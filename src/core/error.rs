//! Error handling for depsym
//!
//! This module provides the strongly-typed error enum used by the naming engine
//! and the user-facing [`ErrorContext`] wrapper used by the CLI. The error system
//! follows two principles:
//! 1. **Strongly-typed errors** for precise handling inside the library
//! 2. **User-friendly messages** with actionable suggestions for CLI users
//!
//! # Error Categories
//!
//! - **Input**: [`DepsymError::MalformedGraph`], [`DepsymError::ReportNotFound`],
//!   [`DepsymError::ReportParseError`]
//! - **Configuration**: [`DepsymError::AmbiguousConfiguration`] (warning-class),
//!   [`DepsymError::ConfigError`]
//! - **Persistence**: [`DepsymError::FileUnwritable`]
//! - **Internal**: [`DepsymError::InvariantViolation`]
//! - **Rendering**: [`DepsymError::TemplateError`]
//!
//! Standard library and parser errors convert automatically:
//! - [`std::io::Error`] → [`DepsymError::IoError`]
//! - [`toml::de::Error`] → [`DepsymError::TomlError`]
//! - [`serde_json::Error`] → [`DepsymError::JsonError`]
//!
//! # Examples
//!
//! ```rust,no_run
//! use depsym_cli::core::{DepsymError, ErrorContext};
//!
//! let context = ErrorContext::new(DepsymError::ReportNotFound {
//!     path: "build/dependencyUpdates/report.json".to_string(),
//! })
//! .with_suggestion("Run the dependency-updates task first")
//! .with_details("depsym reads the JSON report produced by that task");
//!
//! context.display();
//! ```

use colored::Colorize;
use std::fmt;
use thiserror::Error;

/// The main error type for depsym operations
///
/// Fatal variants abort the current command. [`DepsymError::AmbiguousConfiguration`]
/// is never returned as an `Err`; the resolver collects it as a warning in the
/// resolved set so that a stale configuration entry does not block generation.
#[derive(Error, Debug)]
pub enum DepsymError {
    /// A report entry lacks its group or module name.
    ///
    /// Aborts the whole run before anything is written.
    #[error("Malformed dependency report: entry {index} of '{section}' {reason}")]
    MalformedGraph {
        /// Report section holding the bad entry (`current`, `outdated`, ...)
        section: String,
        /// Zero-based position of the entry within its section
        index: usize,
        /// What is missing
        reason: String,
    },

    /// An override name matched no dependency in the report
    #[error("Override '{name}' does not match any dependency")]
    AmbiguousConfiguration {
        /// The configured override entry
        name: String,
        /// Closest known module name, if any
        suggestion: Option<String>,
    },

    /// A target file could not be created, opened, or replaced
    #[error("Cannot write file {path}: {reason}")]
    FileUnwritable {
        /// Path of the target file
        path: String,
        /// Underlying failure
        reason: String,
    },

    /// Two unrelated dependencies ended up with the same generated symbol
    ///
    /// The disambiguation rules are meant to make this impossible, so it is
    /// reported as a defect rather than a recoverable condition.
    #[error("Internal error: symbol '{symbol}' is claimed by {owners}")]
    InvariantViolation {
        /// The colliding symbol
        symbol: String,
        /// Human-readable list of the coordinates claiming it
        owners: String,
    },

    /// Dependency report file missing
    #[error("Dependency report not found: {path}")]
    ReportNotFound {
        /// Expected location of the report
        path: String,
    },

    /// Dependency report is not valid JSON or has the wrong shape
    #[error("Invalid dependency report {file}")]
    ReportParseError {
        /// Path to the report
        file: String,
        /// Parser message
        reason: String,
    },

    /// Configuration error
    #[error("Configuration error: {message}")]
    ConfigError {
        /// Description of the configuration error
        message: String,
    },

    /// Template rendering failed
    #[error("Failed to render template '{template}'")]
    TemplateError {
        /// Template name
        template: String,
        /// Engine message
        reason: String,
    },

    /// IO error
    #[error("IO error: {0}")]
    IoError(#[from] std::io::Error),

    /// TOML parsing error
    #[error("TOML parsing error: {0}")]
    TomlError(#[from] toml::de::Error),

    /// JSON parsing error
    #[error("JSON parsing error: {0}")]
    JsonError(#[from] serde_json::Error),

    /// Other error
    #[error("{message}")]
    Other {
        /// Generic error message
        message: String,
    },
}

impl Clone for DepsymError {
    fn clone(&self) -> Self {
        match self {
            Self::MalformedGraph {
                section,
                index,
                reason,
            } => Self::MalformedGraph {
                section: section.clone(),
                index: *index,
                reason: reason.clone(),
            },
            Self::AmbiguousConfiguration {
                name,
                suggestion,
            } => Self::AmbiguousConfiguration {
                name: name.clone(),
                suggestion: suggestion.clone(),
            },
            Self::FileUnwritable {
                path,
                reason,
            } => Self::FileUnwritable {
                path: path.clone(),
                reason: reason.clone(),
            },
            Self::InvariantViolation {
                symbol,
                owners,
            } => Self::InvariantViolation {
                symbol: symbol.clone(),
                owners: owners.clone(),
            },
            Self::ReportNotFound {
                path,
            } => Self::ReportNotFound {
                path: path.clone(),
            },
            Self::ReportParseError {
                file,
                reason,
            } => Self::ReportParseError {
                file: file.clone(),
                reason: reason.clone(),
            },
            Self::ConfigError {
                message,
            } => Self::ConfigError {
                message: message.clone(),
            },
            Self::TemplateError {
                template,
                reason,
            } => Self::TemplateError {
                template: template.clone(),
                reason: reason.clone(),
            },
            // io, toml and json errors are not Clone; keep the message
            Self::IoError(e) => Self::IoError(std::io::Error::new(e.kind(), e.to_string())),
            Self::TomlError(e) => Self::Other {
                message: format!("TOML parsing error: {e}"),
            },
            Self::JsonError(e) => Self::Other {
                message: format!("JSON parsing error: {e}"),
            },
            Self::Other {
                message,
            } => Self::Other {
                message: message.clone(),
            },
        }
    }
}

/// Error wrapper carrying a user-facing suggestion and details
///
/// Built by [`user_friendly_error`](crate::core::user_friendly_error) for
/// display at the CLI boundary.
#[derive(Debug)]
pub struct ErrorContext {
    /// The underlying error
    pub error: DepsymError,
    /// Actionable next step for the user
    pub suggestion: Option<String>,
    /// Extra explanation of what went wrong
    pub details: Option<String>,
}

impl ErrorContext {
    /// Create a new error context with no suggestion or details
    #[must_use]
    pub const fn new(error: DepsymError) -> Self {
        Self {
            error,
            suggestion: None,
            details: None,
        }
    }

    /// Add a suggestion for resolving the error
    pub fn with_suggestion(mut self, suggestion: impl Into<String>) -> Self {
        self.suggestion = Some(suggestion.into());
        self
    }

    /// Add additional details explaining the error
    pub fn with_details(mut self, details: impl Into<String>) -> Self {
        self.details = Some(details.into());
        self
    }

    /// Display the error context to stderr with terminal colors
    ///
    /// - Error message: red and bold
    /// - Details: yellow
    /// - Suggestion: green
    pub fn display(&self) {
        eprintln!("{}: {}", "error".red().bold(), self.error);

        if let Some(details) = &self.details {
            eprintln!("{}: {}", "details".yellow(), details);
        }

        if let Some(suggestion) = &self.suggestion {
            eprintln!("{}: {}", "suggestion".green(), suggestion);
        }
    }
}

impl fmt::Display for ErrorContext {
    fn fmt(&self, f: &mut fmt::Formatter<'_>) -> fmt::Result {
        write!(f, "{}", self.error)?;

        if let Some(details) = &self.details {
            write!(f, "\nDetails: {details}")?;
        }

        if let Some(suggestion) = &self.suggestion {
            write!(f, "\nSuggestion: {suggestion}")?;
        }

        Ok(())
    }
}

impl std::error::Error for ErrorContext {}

---+---

**What the exercise asks**
An exact copy of the listing is the goal. Transcribe it in full.

**Task output**
filename src/core/error.rs
//! Error handling for depsym
//!
//! This module provides the strongly-typed error enum used by the naming engine
//! and the user-facing [`ErrorContext`] wrapper used by the CLI. The error system
//! follows two principles:
//! 1. **Strongly-typed errors** for precise handling inside the library
//! 2. **User-friendly messages** with actionable suggestions for CLI users
//!
//! # Error Categories
//!
//! - **Input**: [`DepsymError::MalformedGraph`], [`DepsymError::ReportNotFound`],
//!   [`DepsymError::ReportParseError`]
//! - **Configuration**: [`DepsymError::AmbiguousConfiguration`] (warning-class),
//!   [`DepsymError::ConfigError`]
//! - **Persistence**: [`DepsymError::FileUnwritable`]
//! - **Internal**: [`DepsymError::InvariantViolation`]
//! - **Rendering**: [`DepsymError::TemplateError`]
//!
//! Standard library and parser errors convert automatically:
//! - [`std::io::Error`] → [`DepsymError::IoError`]
//! - [`toml::de::Error`] → [`DepsymError::TomlError`]
//! - [`serde_json::Error`] → [`DepsymError::JsonError`]
//!
//! # Examples
//!
//! ```rust,no_run
//! use depsym_cli::core::{DepsymError, ErrorContext};
//!
//! let context = ErrorContext::new(DepsymError::ReportNotFound {
//!     path: "build/dependencyUpdates/report.json".to_string(),
//! })
//! .with_suggestion("Run the dependency-updates task first")
//! .with_details("depsym reads the JSON report produced by that task");
//!
//! context.display();
//! ```

use colored::Colorize;
use std::fmt;
use thiserror::Error;

/// The main error type for depsym operations
///
/// Fatal variants abort the current command. [`DepsymError::AmbiguousConfiguration`]
/// is never returned as an `Err`; the resolver collects it as a warning in the
/// resolved set so that a stale configuration entry does not block generation.
#[derive(Error, Debug)]
pub enum DepsymError {
    /// A report entry lacks its group or module name.
    ///
    /// Aborts the whole run before anything is written.
    #[error("Malformed dependency report: entry {index} of '{section}' {reason}")]
    MalformedGraph {
        /// Report section holding the bad entry (`current`, `outdated`, ...)
        section: String,
        /// Zero-based position of the entry within its section
        index: usize,
        /// What is missing
        reason: String,
    },

    /// An override name matched no dependency in the report
    #[error("Override '{name}' does not match any dependency")]
    AmbiguousConfiguration {
        /// The configured override entry
        name: String,
        /// Closest known module name, if any
        suggestion: Option<String>,
    },

    /// A target file could not be created, opened, or replaced
    #[error("Cannot write file {path}: {reason}")]
    FileUnwritable {
        /// Path of the target file
        path: String,
        /// Underlying failure
        reason: String,
    },

    /// Two unrelated dependencies ended up with the same generated symbol
    ///
    /// The disambiguation rules are meant to make this impossible, so it is
    /// reported as a defect rather than a recoverable condition.
    #[error("Internal error: symbol '{symbol}' is claimed by {owners}")]
    InvariantViolation {
        /// The colliding symbol
        symbol: String,
        /// Human-readable list of the coordinates claiming it
        owners: String,
    },

    /// Dependency report file missing
    #[error("Dependency report not found: {path}")]
    ReportNotFound {
        /// Expected location of the report
        path: String,
    },

    /// Dependency report is not valid JSON or has the wrong shape
    #[error("Invalid dependency report {file}")]
    ReportParseError {
        /// Path to the report
        file: String,
        /// Parser message
        reason: String,
    },

    /// Configuration error
    #[error("Configuration error: {message}")]
    ConfigError {
        /// Description of the configuration error
        message: String,
    },

    /// Template rendering failed
    #[error("Failed to render template '{template}'")]
    TemplateError {
        /// Template name
        template: String,
        /// Engine message
        reason: String,
    },

    /// IO error
    #[error("IO error: {0}")]
    IoError(#[from] std::io::Error),

    /// TOML parsing error
    #[error("TOML parsing error: {0}")]
    TomlError(#[from] toml::de::Error),

    /// JSON parsing error
    #[error("JSON parsing error: {0}")]
    JsonError(#[from] serde_json::Error),

    /// Other error
    #[error("{message}")]
    Other {
        /// Generic error message
        message: String,
    },
}

impl Clone for DepsymError {
    fn clone(&self) -> Self {
        match self {
            Self::MalformedGraph {
                section,
                index,
                reason,
            } => Self::MalformedGraph {
                section: section.clone(),
                index: *index,
                reason: reason.clone(),
            },
            Self::AmbiguousConfiguration {
                name,
                suggestion,
            } => Self::AmbiguousConfiguration {
                name: name.clone(),
                suggestion: suggestion.clone(),
            },
            Self::FileUnwritable {
                path,
                reason,
            } => Self::FileUnwritable {
                path: path.clone(),
                reason: reason.clone(),
            },
            Self::InvariantViolation {
                symbol,
                owners,
            } => Self::InvariantViolation {
                symbol: symbol.clone(),
                owners: owners.clone(),
            },
            Self::ReportNotFound {
                path,
            } => Self::ReportNotFound {
                path: path.clone(),
            },
            Self::ReportParseError {
                file,
                reason,
            } => Self::ReportParseError {
                file: file.clone(),
                reason: reason.clone(),
            },
            Self::ConfigError {
                message,
            } => Self::ConfigError {
                message: message.clone(),
            },
            Self::TemplateError {
                template,
                reason,
            } => Self::TemplateError {
                template: template.clone(),
                reason: reason.clone(),
            },
            // io, toml and json errors are not Clone; keep the message
            Self::IoError(e) => Self::IoError(std::io::Error::new(e.kind(), e.to_string())),
            Self::TomlError(e) => Self::Other {
                message: format!("TOML parsing error: {e}"),
            },
            Self::JsonError(e) => Self::Other {
                message: format!("JSON parsing error: {e}"),
            },
            Self::Other {
                message,
            } => Self::Other {
                message: message.clone(),
            },
        }
    }
}

/// Error wrapper carrying a user-facing suggestion and details
///
/// Built by [`user_friendly_error`](crate::core::user_friendly_error) for
/// display at the CLI boundary.
#[derive(Debug)]
pub struct ErrorContext {
    /// The underlying error
    pub error: DepsymError,
    /// Actionable next step for the user
    pub suggestion: Option<String>,
    /// Extra explanation of what went wrong
    pub details: Option<String>,
}

impl ErrorContext {
    /// Create a new error context with no suggestion or details
    #[must_use]
    pub const fn new(error: DepsymError) -> Self {
        Self {
            error,
            suggestion: None,
            details: None,
        }
    }

    /// Add a suggestion for resolving the error
    pub fn with_suggestion(mut self, suggestion: impl Into<String>) -> Self {
        self.suggestion = Some(suggestion.into());
        self
    }

    /// Add additional details explaining the error
    pub fn with_details(mut self, details: impl Into<String>) -> Self {
        self.details = Some(details.into());
        self
    }

    /// Display the error context to stderr with terminal colors
    ///
    /// - Error message: red and bold
    /// - Details: yellow
    /// - Suggestion: green
    pub fn display(&self) {
        eprintln!("{}: {}", "error".red().bold(), self.error);

        if let Some(details) = &self.details {
            eprintln!("{}: {}", "details".yellow(), details);
        }

        if let Some(suggestion) = &self.suggestion {
            eprintln!("{}: {}", "suggestion".green(), suggestion);
        }
    }
}

impl fmt::Display for ErrorContext {
    fn fmt(&self, f: &mut fmt::Formatter<'_>) -> fmt::Result {
        write!(f, "{}", self.error)?;

        if let Some(details) = &self.details {
            write!(f, "\nDetails: {details}")?;
        }

        if let Some(suggestion) = &self.suggestion {
            write!(f, "\nSuggestion: {suggestion}")?;
        }

        Ok(())
    }
}

impl std::error::Error for ErrorContext {}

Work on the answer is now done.